Sunday, 30 March 2014

How do you know whether the ECP treatment is working?

It has been roughly a couple of months since I last mentioned how my skin GVHD is responding to ECP, and in that time I've had a further three treatments, bringing me to a grand total of twelve; The next is due to start in just over two weeks on the 15th of April (day +439). During that period, there have been some tweaks to how my skin GVHD is treated, but the real question is whether the ECP is actually working.

The Tweaks

You may remember that after my tenth ECP treatment I was hoping to reduce their frequency from two-weekly to four-weekly. However, when that time came, the doctor instead decided to try reducing their frequency to three-weekly, whilst also reducing my Ciclosporin (immune suppressant) dose from 50mg/day to 25mg/day. The reason being that my skin GVHD didn't quite look under sufficient control to make the jump from two-weekly to four-weekly, hence splitting the difference made more sense. In addition, I was asked to apply Hydrocortisone cream for a week on the back of my hands, and for a few days around my mouth, as the skin GVHD was worst there.

After my eleventh ECP treatment, the doctor decided to continue as is, but to amend my use of creams, as my skin was quite dry, flaky and itchy, with varying degrees of discolouration/redness: I was prescribed Betnovate cream for use on my arms and legs as they were the worst affected areas, as well as some Diprobase cream to help moisturise all of my skin. The Betnovate cream is roughly one hundred times stronger than the Hydrocortisone cream, and the Diprobase cream consists of such a high percentage of paraffin that it comes with a warning that it will make you flammable! (I had been using Aqueous cream, but the Diprobase cream is a stronger moisturiser.)

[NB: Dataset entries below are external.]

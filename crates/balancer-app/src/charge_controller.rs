//! Surplus charging through a PWM-controlled charger behind a smart plug.

use std::sync::Arc;

use chrono::{DateTime, Utc};
use tokio::sync::{mpsc, watch};
use tokio::time::{interval, MissedTickBehavior};
use tracing::{debug, info, warn};

use types::TelemetryPoint;

use crate::actuators::{ActuatorError, PwmOutput, SwitchedLoad};
use crate::clock::{local_hour, next_local_hour, Clock, SystemClock};
use crate::config::{BalancerConfig, ChargerConfig, ControlConfig};
use crate::control_loop::MeterHandle;
use crate::liveness::{sleep_with_pulses, Liveness, NoLiveness};
use crate::throttler::Throttler;

/// The highest level whose watt threshold does not exceed `watt`.
pub fn select_level(levels: &[(f64, f64)], watt: f64) -> Option<(f64, f64)> {
    levels
        .iter()
        .take_while(|(threshold, _)| *threshold <= watt)
        .last()
        .copied()
}

#[derive(Debug, Clone, PartialEq)]
pub struct ChargeReport {
    pub balance_w: f64,
    pub charger_draw_w: f64,
    pub available_power_w: f64,
    pub level_watt: f64,
    pub volt: f64,
    /// False when the available power was below every level and the plug was
    /// switched off.
    pub plug_on: bool,
}

#[derive(Debug, Clone, PartialEq)]
pub enum ChargeOutcome {
    NoData,
    Sleep { until: DateTime<Utc> },
    Idle,
    Charging(ChargeReport),
}

pub struct ChargeController {
    control: ControlConfig,
    charger: ChargerConfig,
    meter: MeterHandle,
    plug: Arc<dyn SwitchedLoad>,
    pwm: Arc<dyn PwmOutput>,
    clock: Arc<dyn Clock>,
    liveness: Arc<dyn Liveness>,
    telemetry: Option<mpsc::Sender<TelemetryPoint>>,
    off: Throttler,
}

impl ChargeController {
    pub fn new(
        config: &BalancerConfig,
        meter: MeterHandle,
        plug: Arc<dyn SwitchedLoad>,
        pwm: Arc<dyn PwmOutput>,
    ) -> Self {
        Self {
            control: config.control.clone(),
            charger: config.charger.clone(),
            meter,
            plug,
            pwm,
            clock: Arc::new(SystemClock),
            liveness: Arc::new(NoLiveness),
            telemetry: None,
            off: Throttler::new(config.control.load_off_hysteresis),
        }
    }

    pub fn with_clock(mut self, clock: Arc<dyn Clock>) -> Self {
        self.clock = clock;
        self
    }

    pub fn with_liveness(mut self, liveness: Arc<dyn Liveness>) -> Self {
        self.liveness = liveness;
        self
    }

    pub fn with_telemetry(mut self, telemetry: mpsc::Sender<TelemetryPoint>) -> Self {
        self.telemetry = Some(telemetry);
        self
    }

    pub async fn run(mut self, mut shutdown: watch::Receiver<bool>) {
        match self.pwm.volt().await {
            Ok(volt) => info!(volt, "charge controller started"),
            Err(err) => warn!(error = %err, "charge controller started, pwm unreadable"),
        }
        self.liveness.ready();

        let mut ticker = interval(self.control.tick_interval);
        ticker.set_missed_tick_behavior(MissedTickBehavior::Delay);

        loop {
            if *shutdown.borrow() {
                break;
            }
            tokio::select! {
                _ = ticker.tick() => {}
                changed = shutdown.changed() => {
                    if changed.is_err() || *shutdown.borrow() {
                        break;
                    }
                    continue;
                }
            }

            self.liveness.alive();
            match self.tick().await {
                Ok(ChargeOutcome::Charging(report)) => {
                    info!(
                        charger = report.charger_draw_w,
                        balance = report.balance_w,
                        available = report.available_power_w,
                        volt = report.volt,
                        "charger adjusted"
                    );
                }
                Ok(ChargeOutcome::Sleep { until }) => {
                    let duration = (until - self.clock.now()).to_std().unwrap_or_default();
                    info!(%until, hours = duration.as_secs_f64() / 3_600.0, "sleeping until wake hour");
                    self.meter.suspend();
                    let completed =
                        sleep_with_pulses(duration, self.liveness.as_ref(), &mut shutdown).await;
                    self.meter.resume();
                    if !completed {
                        break;
                    }
                    info!("waking up");
                    ticker.reset();
                }
                Ok(ChargeOutcome::NoData) => warn!("no energy meter data"),
                Ok(ChargeOutcome::Idle) => debug!("charger off"),
                Err(err) => warn!(error = %err, "charger tick failed, retrying next tick"),
            }
        }

        self.shutdown().await;
    }

    pub async fn tick(&mut self) -> Result<ChargeOutcome, ActuatorError> {
        let snapshot = match self.meter.snapshot() {
            Some(snapshot) if self.meter.is_healthy() => snapshot,
            _ => {
                self.park().await?;
                return Ok(ChargeOutcome::NoData);
            }
        };

        let now = self.clock.now();
        let balance = snapshot.balance_w();

        if !self.plug.is_on().await? {
            if balance > self.control.surplus_on_watt {
                info!(balance, "surplus, turning smart plug on");
                self.plug.set(true).await?;
                self.off.reset();
            } else if self.is_evening(now) {
                return Ok(self.sleep_outcome(now));
            } else {
                self.park().await?;
                return Ok(ChargeOutcome::Idle);
            }
        }

        let charger_draw = self.plug.power_watt().await?;
        let available = balance - self.control.reserved_watt + charger_draw;

        if charger_draw > self.control.load_idle_watt
            && charger_draw < self.control.fully_charged_watt
        {
            if self.off.trigger() {
                info!(charger_draw, "fully charged, turning smart plug off");
                self.plug.set(false).await?;
                return Ok(self.sleep_outcome(now));
            }
            info!(charger_draw, "fully charged, waiting");
        }

        let (level_watt, volt, plug_on) = self.set_output(available).await?;
        let report = ChargeReport {
            balance_w: balance,
            charger_draw_w: charger_draw,
            available_power_w: available,
            level_watt,
            volt,
            plug_on,
        };
        self.publish(now, &report);
        Ok(ChargeOutcome::Charging(report))
    }

    /// Writes the volt for the level matching `watt`; switches the plug off
    /// and parks the lowest level when nothing matches.
    async fn set_output(&self, watt: f64) -> Result<(f64, f64, bool), ActuatorError> {
        let (level, plug_on) = match select_level(&self.charger.levels, watt) {
            Some(level) => (level, true),
            None => {
                info!(watt, "below lowest charger level, turning smart plug off");
                self.plug.set(false).await?;
                let lowest = self
                    .charger
                    .levels
                    .first()
                    .copied()
                    .unwrap_or((0.0, self.charger.idle_volt));
                (lowest, false)
            }
        };
        let (level_watt, volt) = level;

        let current = self.pwm.volt().await?;
        if (current - volt).abs() < f64::EPSILON {
            debug!(volt, "charger volt unchanged");
        } else {
            info!(volt, was = current, level_watt, "setting charger volt");
            self.pwm.set_volt(volt).await?;
        }
        Ok((level_watt, volt, plug_on))
    }

    async fn park(&self) -> Result<(), ActuatorError> {
        self.pwm.set_volt(self.charger.idle_volt).await
    }

    fn is_evening(&self, now: DateTime<Utc>) -> bool {
        let hour = local_hour(now, self.control.timezone);
        self.control
            .evening_cutoff_hour
            .is_some_and(|cutoff| hour >= cutoff)
    }

    fn sleep_outcome(&self, now: DateTime<Utc>) -> ChargeOutcome {
        ChargeOutcome::Sleep {
            until: next_local_hour(now, self.control.timezone, self.control.wake_hour),
        }
    }

    async fn shutdown(&mut self) {
        info!("charge controller stopping");
        self.liveness.stopping();
        self.meter.stop();
        if let Err(err) = self.park().await {
            warn!(error = %err, "failed to park charger on shutdown");
        }
        info!("charge controller stopped");
    }

    fn publish(&self, now: DateTime<Utc>, report: &ChargeReport) {
        metrics::gauge!("charger_volt").set(report.volt);

        let Some(sender) = &self.telemetry else {
            return;
        };
        let point = TelemetryPoint::new("ChargeController", now)
            .field("power_limit", report.level_watt)
            .field("power_real", report.charger_draw_w)
            .field("volt", report.volt);
        if let Err(err) = sender.try_send(point) {
            debug!(error = %err, "telemetry point dropped");
        }
    }
}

Note: As you might imagine, frequently applying creams over nearly all of your body can become a somewhat tedious process. For that reason, combined with a mixture of laziness, a desire not to be a greasy, flammable mess, and past experience that my skin seemed to recover without using quite as much/strong of a cream as the doctors often prescribed, I decided to try only using the Betnovate cream initially, whilst also increasing my use of the Aqueous cream. My thinking was that it would be easy to see whether it was working or not, and I could always step things up if I needed to do so. As it turned-out, my skin improved quite quickly, and I even managed to reduce my use of the Betnovate cream a bit further, by sometimes using Aqueous cream instead.

After my twelfth ECP treatment, my skin was still slightly dry in places, but definitely better than three weeks prior, hence the doctor decided to try stopping my Ciclosporin (immune suppressant) altogether and reducing the frequency of my ECP treatments to four-weekly. As a result of the former, I could also stop taking my daily 5mg dose of Amlodipine, as it had originally been prescribed to help reduce my blood pressure, as the Ciclosporin had been making it a bit high. A week later, when having the routine blood tests and line flush, I asked the nurse to check my blood pressure, and it was was about 120 over 80, i.e. pretty much perfect. My pulse was still around 100bpm at rest though, which is a bit on the high side, and the most recent theory was that the Amlodipine was responsible for that, but it now seems like that's not the case.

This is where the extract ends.